This martial arts timeline is designed to help describe the history of the martial arts in a linear fashion.  Many of the articles for particular styles have discussions of their history.  This article is designed to help visualize the development of these arts, to help better understand the progression of the separate styles and illustrate where they interrelate.

The history of martial arts is challenging to document precisely, because of the lack of historical records, secretive nature of the teacher-student relationships and political circumstances during much of its history.  It is likely that many techniques were learned, forgotten, and re-learned during human history.

Bronze Age (3000 to 1000 BCE)
 20th century BCE – Murals in tomb 15 at Beni Hasan, depicting wrestling techniques, in present-day Egypt (in Africa).
 19th century BCE  - Celtic wrestling (which evolved into Cornish wrestling, Collar-and-elbow wrestling, etc) is described as being part of the Tailteann Games which continued until the time of the Normans. 
 18th century BCE – the Babylonian Gilgamesh epic includes the major hand-held weapons (sword, axe, bow and spear) used prior to the gunpowder era.

Iron Age and Antiquity (1000 BCE to CE 500)
 8th century BCE – Roughly the start of Greek Olympic Competition. Through the popularity of the Olympics, martial arts like boxing, wrestling, and pankration flourished.
 8th century BCE – Homer's Iliad describes many scenes of hand-to-hand combat in detail.
 6th century BCE – Ten styles of Śastravidyā said to have been created in India.
 c.4th century BCE – Indian epic poetry and the Vedas give the earliest written mention of South Asian martial arts. Boxing, wrestling, swordsmanship, archery, and the use of numerous weapons are all described in detail.
 264 BCE – First recorded gladiatorial combat staged in Rome during the funeral of Junius Brutus.
 50 BCE – Earliest records of a Korean martial art, namely taekkyon, found in paintings in the Muyong-chong, a royal tomb from the Goguryeo dynasty.
 CE 72 – The Colosseum opens in Rome, providing the public with the world's largest martial arts venue for over the next three hundred years.
 CE 1st century – Buddhist texts such as the Lotus Sutra mention a number of South Asian fighting arts, while the Khandhaka discourages their practice. Vajra-musti is also first attested to.
 CE 2nd century – P.Oxy. III 466, a Greek papyrus manuscript on wrestling, is written. It is the earliest known European martial arts manual.
 CE 477 – The first abbot of Shaolin Monastery was Buddhabadra, an Indian Dhyana master who came to China in AD 464 to translate Buddhist texts to Chinese. The Shaolin Temple is built at the western base of the Chinese Songshan mountain range, at the orders of Emperor Xiaowen. Successive Chinese emperors authorize fighting monks to train in the temple.

Middle Ages (500 to 1500)
 550 – Indian monk Bodhidarma teaches what will be called Chan Buddhism.

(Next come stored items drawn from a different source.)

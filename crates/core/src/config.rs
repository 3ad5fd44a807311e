//! Configuration for the rankcheck harness
//!
//! Configuration is loaded from a TOML file. The backend password is never
//! stored in the file; it is read from the `RANKCHECK_PASSWORD` environment
//! variable when basic auth is configured.

use std::collections::BTreeMap;
use std::path::{Path, PathBuf};

use serde::{Deserialize, Serialize};

use crate::error::{Error, Result, ResultExt};

fn default_timeout_secs() -> u64 {
    30
}

fn default_max_window() -> usize {
    10_000
}

fn default_tiebreak_field() -> String {
    // _doc order is deterministic for a fixed index state, which is all the
    // stable tie-break needs; override with a document key field when the
    // index has one.
    "_doc".to_string()
}

/// Search backend connection settings
#[derive(Debug, Clone, Serialize, Deserialize)]
pub struct BackendConfig {
    /// Base URL of the search backend, e.g. "https://search.example.org:9200"
    pub url: String,

    /// Basic auth username; the password comes from `RANKCHECK_PASSWORD`
    #[serde(default)]
    pub username: Option<String>,

    /// Per-request timeout in seconds
    #[serde(default = "default_timeout_secs")]
    pub timeout_secs: u64,
}

impl BackendConfig {
    /// Resolve basic auth credentials, if configured
    ///
    /// A configured username without a password in the environment is a
    /// configuration error rather than a silent unauthenticated request.
    pub fn credentials(&self) -> Result<Option<(String, String)>> {
        match &self.username {
            None => Ok(None),
            Some(username) => {
                let password = std::env::var("RANKCHECK_PASSWORD").map_err(|_| {
                    Error::config(
                        "backend.username is set but RANKCHECK_PASSWORD is not in the environment",
                    )
                })?;
                Ok(Some((username.clone(), password)))
            }
        }
    }
}

/// Result fetching settings
#[derive(Debug, Clone, Serialize, Deserialize)]
pub struct FetchConfig {
    /// Upper bound on the number of results requested for any single case
    #[serde(default = "default_max_window")]
    pub max_window: usize,

    /// Secondary sort field used to break score ties deterministically
    #[serde(default = "default_tiebreak_field")]
    pub tiebreak_field: String,
}

impl Default for FetchConfig {
    fn default() -> Self {
        Self {
            max_window: default_max_window(),
            tiebreak_field: default_tiebreak_field(),
        }
    }
}

/// Per-content-domain settings: which index to query and with what template
#[derive(Debug, Clone, Serialize, Deserialize)]
pub struct DomainConfig {
    /// Index (or alias) name the domain's queries run against
    pub index: String,

    /// Inline query template JSON containing a `{{query}}` placeholder
    #[serde(default)]
    pub query_template: Option<String>,

    /// Path to a file holding the query template JSON
    #[serde(default)]
    pub query_template_path: Option<PathBuf>,
}

impl DomainConfig {
    /// Read the template source, whichever of the two fields supplies it
    pub fn template_source(&self) -> Result<String> {
        match (&self.query_template, &self.query_template_path) {
            (Some(_), Some(_)) => Err(Error::config(
                "set either query_template or query_template_path, not both",
            )),
            (Some(inline), None) => Ok(inline.clone()),
            (None, Some(path)) => std::fs::read_to_string(path)
                .context(format!("failed to read query template {}", path.display())),
            (None, None) => Err(Error::config(
                "domain has neither query_template nor query_template_path",
            )),
        }
    }
}

/// Top-level harness configuration
#[derive(Debug, Clone, Serialize, Deserialize)]
pub struct Config {
    pub backend: BackendConfig,

    #[serde(default)]
    pub fetch: FetchConfig,

    /// Content domains keyed by name ("works", "images", ...)
    #[serde(default)]
    pub domains: BTreeMap<String, DomainConfig>,
}

impl Config {
    /// Load configuration from a TOML file
    pub fn from_file(path: &Path) -> Result<Self> {
        let contents = std::fs::read_to_string(path)
            .context(format!("failed to read {}", path.display()))?;
        let config: Config = toml::from_str(&contents)
            .map_err(|e| Error::config(format!("failed to parse {}: {e}", path.display())))?;
        config.validate()?;
        Ok(config)
    }

    /// Validate cross-field constraints
    pub fn validate(&self) -> Result<()> {
        if self.backend.url.is_empty() {
            return Err(Error::config("backend.url must not be empty"));
        }
        if self.fetch.max_window == 0 {
            return Err(Error::config("fetch.max_window must be positive"));
        }
        for (name, domain) in &self.domains {
            if domain.index.is_empty() {
                return Err(Error::config(format!("domains.{name}.index must not be empty")));
            }
            if domain.query_template.is_none() && domain.query_template_path.is_none() {
                return Err(Error::config(format!(
                    "domains.{name} needs query_template or query_template_path"
                )));
            }
        }
        Ok(())
    }

    /// Look up a content domain's settings
    pub fn domain(&self, name: &str) -> Result<&DomainConfig> {
        self.domains.get(name).ok_or_else(|| {
            Error::config(format!("no configuration for content domain '{name}'"))
        })
    }
}

#[cfg(test)]
mod tests {
    use super::*;
    use pretty_assertions::assert_eq;
    use std::io::Write;

    const EXAMPLE: &str = r#"
[backend]
url = "http://localhost:9200"
username = "rank"

[fetch]
max_window = 5000
tiebreak_field = "query.id"

[domains.works]
index = "works-indexed-2024-01-01"
query_template = '{ "match": { "title": "{{query}}" } }'

[domains.images]
index = "images-indexed-2024-01-01"
query_template = '{ "match": { "caption": "{{query}}" } }'
"#;

    #[test]
    fn parses_full_config() {
        let config: Config = toml::from_str(EXAMPLE).unwrap();
        config.validate().unwrap();
        assert_eq!(config.backend.url, "http://localhost:9200");
        assert_eq!(config.backend.timeout_secs, 30);
        assert_eq!(config.fetch.max_window, 5000);
        assert_eq!(config.fetch.tiebreak_field, "query.id");
        assert_eq!(config.domain("works").unwrap().index, "works-indexed-2024-01-01");
    }

    #[test]
    fn fetch_defaults_apply_when_section_missing() {
        let config: Config = toml::from_str(
            r#"
[backend]
url = "http://localhost:9200"
"#,
        )
        .unwrap();
        assert_eq!(config.fetch.max_window, 10_000);
        assert_eq!(config.fetch.tiebreak_field, "_doc");
    }

    #[test]
    fn unknown_domain_is_a_config_error() {
        let config: Config = toml::from_str(EXAMPLE).unwrap();
        let err = config.domain("sounds").unwrap_err();
        assert!(err.to_string().contains("sounds"));
    }

    #[test]
    fn domain_without_template_fails_validation() {
        let config: Config = toml::from_str(
            r#"
[backend]
url = "http://localhost:9200"

[domains.works]
index = "works"
"#,
        )
        .unwrap();
        let err = config.validate().unwrap_err();
        assert!(err.to_string().contains("query_template"));
    }

    #[test]
    fn template_source_reads_from_file() {
        let mut file = tempfile::NamedTempFile::new().unwrap();
        write!(file, r#"{{ "match": {{ "title": "{{{{query}}}}" }} }}"#).unwrap();
        let domain = DomainConfig {
            index: "works".to_string(),
            query_template: None,
            query_template_path: Some(file.path().to_path_buf()),
        };
        let source = domain.template_source().unwrap();
        assert!(source.contains("{{query}}"));
    }

    #[test]
    fn template_source_missing_file_carries_the_path() {
        let domain = DomainConfig {
            index: "works".to_string(),
            query_template: None,
            query_template_path: Some(PathBuf::from("/nonexistent/template.json")),
        };
        let err = domain.template_source().unwrap_err();
        assert!(matches!(err, Error::WithContext { .. }));
        assert!(err
            .to_string()
            .contains("failed to read query template /nonexistent/template.json"));
    }

    #[test]
    fn template_source_rejects_both_fields() {
        let domain = DomainConfig {
            index: "works".to_string(),
            query_template: Some("{}".to_string()),
            query_template_path: Some(PathBuf::from("/tmp/template.json")),
        };
        assert!(domain.template_source().is_err());
    }
}
use std::time::Duration;

use cozy_chess::{Board, Move};

use crate::{Evaluation, EvaluationError};

/// The engine's pick for a position, with its score when one was reported.
#[derive(Debug, Clone, Copy, PartialEq, Eq)]
pub struct BestMove {
    pub mv: Move,
    pub evaluation: Option<Evaluation>,
}

/// Position judgments delegated to an external engine.
pub trait Evaluator: Send + Sync {
    fn name(&self) -> String;

    /// Score `board` from the side to move, searching for about `slice`.
    fn evaluate(&self, board: &Board, slice: Duration) -> Result<Evaluation, EvaluationError>;

    /// The engine's own best move, optionally restricted to `search_moves`.
    fn best_move(
        &self,
        board: &Board,
        time: Duration,
        search_moves: Option<&[Move]>,
    ) -> Result<BestMove, EvaluationError>;

    fn new_game(&self) -> Result<(), EvaluationError> {
        Ok(())
    }

    /// Release the engine. Must be idempotent.
    fn close(&self) {}
}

While there is no evidence he was involved in the martial arts, folklore would link him to the creation of qigong and Shaolin fist, as well as crediting him with introducing forms into silat. Chán and its Japanese offshoot Zen Buddhism will be influential among martial artists.
 c.700 – Kuvalaymala describes non-keshatriya students learning martial arts from Hindu priests at gurukula or traditional educational institutions. 
 728 – Date of the "combat stele" at the Shaolin Monastery
 782 – Japanese Heian period begins. Curved swords called tachi (large sword) appear. Although samurai did not technically appear until the 12th century, in appearance these are the early curved swords commonly recognized as "samurai swords."
 c.800–900 – Agni Purana, the earliest known manual of dhanurveda, lists over 130 weapons, describes dozens of fighting stances, names techniques for various weapons, and provides a detailed discussion on archery.
 1124–1138 – Manasollasa, written by King Someswara, gives the names of Indian wrestling techniques, training exercises and diet.
 1156–1185 – Japanese samurai class emerges during the warring period between the Taira and Minamoto families. The warrior code of bushido also emerges during this time.
 c.1200 – Kalaripayattu is a martial art developed in Kerala. Its origin is unknown, according to historians, it was practiced since "at least" 12th century.
 1200–1300 – Bas-reliefs in Angkor depict armed and unarmed combat.
 c.1200 – Malla Purana, the oldest known text describing the techniques of malla-yuddha.
 c.1300 – MS I.33, the oldest extant martial arts manual detailing armed combat.
 1338 – Japanese Ashikaga era, during which the samurai class expands its influence further. Many schools of swordsmanship flourish. The period ends around 1500.
 1346 - The first annual Kırkpınar tournament is held in Edirne in Turkish Thrace 
 1400 – China sends delegations to Okinawa, which then begins trading extensively with China and Japan. The indigenous Okinawan unarmed combat art called ti or te (hand) is likely influenced by Chinese and Japanese arts over the next three centuries, forming the basis for modern karate.
 1477 – The Okinawan king Sho Shin, influenced by the Japanese, bans the carrying of arms. Similar bans occurred in Japan in 1586. Both apparently led to the underground development of striking arts and may have encouraged unarmed combat techniques designed for use against armored soldiers, such as jujutsu.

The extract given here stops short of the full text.